Segmentation in SaaS may seem like a basic analytics practice, but it’s actually a critical part of your growth strategy that can help you understand customers and drive deliberate growth. Let me show you why.

Simply put, segmentation is the difference between answering questions like “what’s our churn rate this month?” And “what’s the churn rate of customers who haven’t fully onboarded?” Both of those questions can be useful to a SaaS business, but the second one is significantly more actionable in the insights it promises.

“At HubSpot, we started to see some of our biggest improvements in unit economics when we started segmenting our business and calculating the LTV to CAC ratio for each of our personas and go to market strategies.”

Brad Coffey, HubSpot

What is segmentation?

“Audience segmentation isn’t a new concept. A lot of major brands have it down to a science, but it can be a foreign concept to startups. When done right, there are tremendous benefits to be had.”

Sujan Patel

A segment is basically just a defined group of your customers. It could be as simple or as complex as you like. Here are two perfectly valid customer segments:

  • Customers in APAC region.
  • Customers in APAC region who haven’t completed the onboarding flow but have invited other users to their account and are active in the app more than five times per week.

Why is segmentation important?

“Despite the added work to produce the metrics, there is high value in understanding the different segments. This tells us which parts of the business are working well, and which are not … As soon as you start doing this segmented analysis, the benefits will become immediately apparent.”

David Skok, Matrix Partners

Segmenting your metrics by product usage enables you to measure the correlation between user actions in your product (e.g. feature usage, login frequency, etc) and subscription metrics such as MRR. This also lets you compare how certain features or actions impact your conversion and retention rates.

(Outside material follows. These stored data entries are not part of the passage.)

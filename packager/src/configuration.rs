// Copyright Amazon.com, Inc. or its affiliates. All Rights Reserved.
// SPDX-License-Identifier: MIT-0

use std::path::PathBuf;
use std::time::Duration;

use clap::{ArgAction, Args, Parser, Subcommand, ValueEnum};

use crate::constants::DEFAULT_CONTAINER_RUNTIME;
use crate::models::{EnclaveTuning, PrepareRequest};

#[derive(Debug, Clone, Copy, Default, PartialEq, Eq, ValueEnum)]
pub enum LogFormat {
    #[default]
    Json,
    Text,
}

#[derive(Debug, Clone, Parser)]
#[command(author, version, about, long_about = None)]
pub struct PackagerOptions {
    /// Container runtime executable
    #[arg(long, global = true, default_value = DEFAULT_CONTAINER_RUNTIME, env("PACKAGER_DOCKER_BIN"))]
    pub docker_bin: String,
    /// Kill any external command running longer than this
    #[arg(long, global = true, env("PACKAGER_TIMEOUT_SECS"))]
    pub timeout_secs: Option<u64>,
    #[arg(long, global = true, value_enum, default_value_t = LogFormat::Json, env("PACKAGER_LOG_FORMAT"))]
    pub log_format: LogFormat,
    #[command(subcommand)]
    pub command: PackagerCommand,
}

impl PackagerOptions {
    pub fn timeout(&self) -> Option<Duration> {
        self.timeout_secs.map(Duration::from_secs)
    }
}

#[derive(Debug, Clone, Subcommand)]
pub enum PackagerCommand {
    /// Sign the base image manifest and store it in the solution metadata
    Prepare(PrepareOptions),
    /// Generate a solution signing key
    GenerateKey(GenerateKeyOptions),
}

#[derive(Debug, Clone, Args)]
pub struct PrepareOptions {
    #[arg(long, env("PACKAGER_SOLUTION_PATH"))]
    pub solution_path: PathBuf,
    #[arg(long, env("PACKAGER_KEY_PATH"))]
    pub key_path: PathBuf,
    #[arg(long, env("PACKAGER_BASE_IMAGE_PATH"), conflicts_with = "base_image_resource", required_unless_present = "base_image_resource")]
    pub base_image_path: Option<PathBuf>,
    #[arg(long, env("PACKAGER_BASE_IMAGE_RESOURCE"))]
    pub base_image_resource: Option<String>,
    #[arg(long, default_value = "false", env("PACKAGER_WRITE_DEFAULT_MANIFEST"), action = ArgAction::SetTrue)]
    pub write_default_manifest: bool,
    /// Reuse this directory instead of allocating one under the temp dir
    #[arg(long, env("PACKAGER_WORKING_DIR"))]
    pub working_dir: Option<PathBuf>,
    #[arg(long, env("PACKAGER_SGX_ENCLAVE_SIZE"))]
    pub sgx_enclave_size: Option<String>,
    #[arg(long, env("PACKAGER_SGX_THREAD_NUM"))]
    pub sgx_thread_num: Option<String>,
    #[arg(long, env("PACKAGER_SGX_STACK_SIZE"))]
    pub sgx_stack_size: Option<String>,
}

impl Default for PrepareOptions {
    fn default() -> Self {
        PrepareOptions {
            solution_path: PathBuf::from("."),
            key_path: PathBuf::from("solution.key"),
            base_image_path: None,
            base_image_resource: None,
            write_default_manifest: false,
            working_dir: None,
            sgx_enclave_size: None,
            sgx_thread_num: None,
            sgx_stack_size: None,
        }
    }
}

impl From<&PrepareOptions> for PrepareRequest {
    fn from(options: &PrepareOptions) -> Self {
        PrepareRequest {
            solution_path: options.solution_path.clone(),
            key_path: options.key_path.clone(),
            base_image_path: options.base_image_path.clone(),
            base_image_reference: options.base_image_resource.clone(),
            write_default_manifest: options.write_default_manifest,
            tuning: EnclaveTuning {
                enclave_size: options.sgx_enclave_size.clone(),
                thread_num: options.sgx_thread_num.clone(),
                stack_size: options.sgx_stack_size.clone(),
            },
        }
    }
}

#[derive(Debug, Clone, Args)]
pub struct GenerateKeyOptions {
    #[arg(long, env("PACKAGER_KEY_OUTPUT"))]
    pub output: PathBuf,
}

Characteristics of a useful customer segment

“…is the segment measurable, addressable, stable and consistent? But the most basic is the first. Is there enough data? Segmentation is a powerful tool to be employed by startups once the customer base becomes large enough, which probably means at least a few hundred customers.”

Tomasz Tunguz, Redpoint

In the article Using Deep Customer Segmentation in SaaS I unpacked these commonly-referenced characteristics:

  • Measurable –You can assess its value, through some form of metric, and that you have enough data to produce that metric.
  • Addressable – You can have a real impact on the segment of customers you’re identifying (otherwise why would you define the segment?).
  • Stable – Segments need to have minimal fluctuation caused by external factors. Such instability will mean that you’re unable to pull any reliable insights from the segment.
  • Consistent – You measure the segment in the same way, across its lifetime. Changing the way you measure it would effectively nullify the value of any findings.

Barriers to achieving smarter segmentation

If segmentation helps you get to deeper, more actionable findings in your data, why isn’t everyone doing it? The key downside here is likely to be complexity and effort, as Justin Talerico writes on SaaSX:

“The problem goes back to time, resources and expertise. Authentic relevance comes from domain knowledge that takes time and deep expertise. It’s like vertical marketing (the highest level of segmentation) — if you don’t do it all the way, you’re sniffed out as a poser and doomed to fail … You’re better off staying out of verticals — and segmentation — if you can’t execute authentic, knowledgeable content for each segment.”

What Justin is saying here is that in order to build a complex segment — or highly specific description of a subset of customers — you need to be able to define it. And it’s the definition that usually requires deep domain knowledge or resources.

A second problem can be measurement. Being able to define a complex segment is one thing, but the entire exercise is useless if you don’t have the tools or metrics available to measure it. When you dig deeper into defining segments that make up the more behavioral characteristics of customers, your analytics may fall short of the data you need to built it.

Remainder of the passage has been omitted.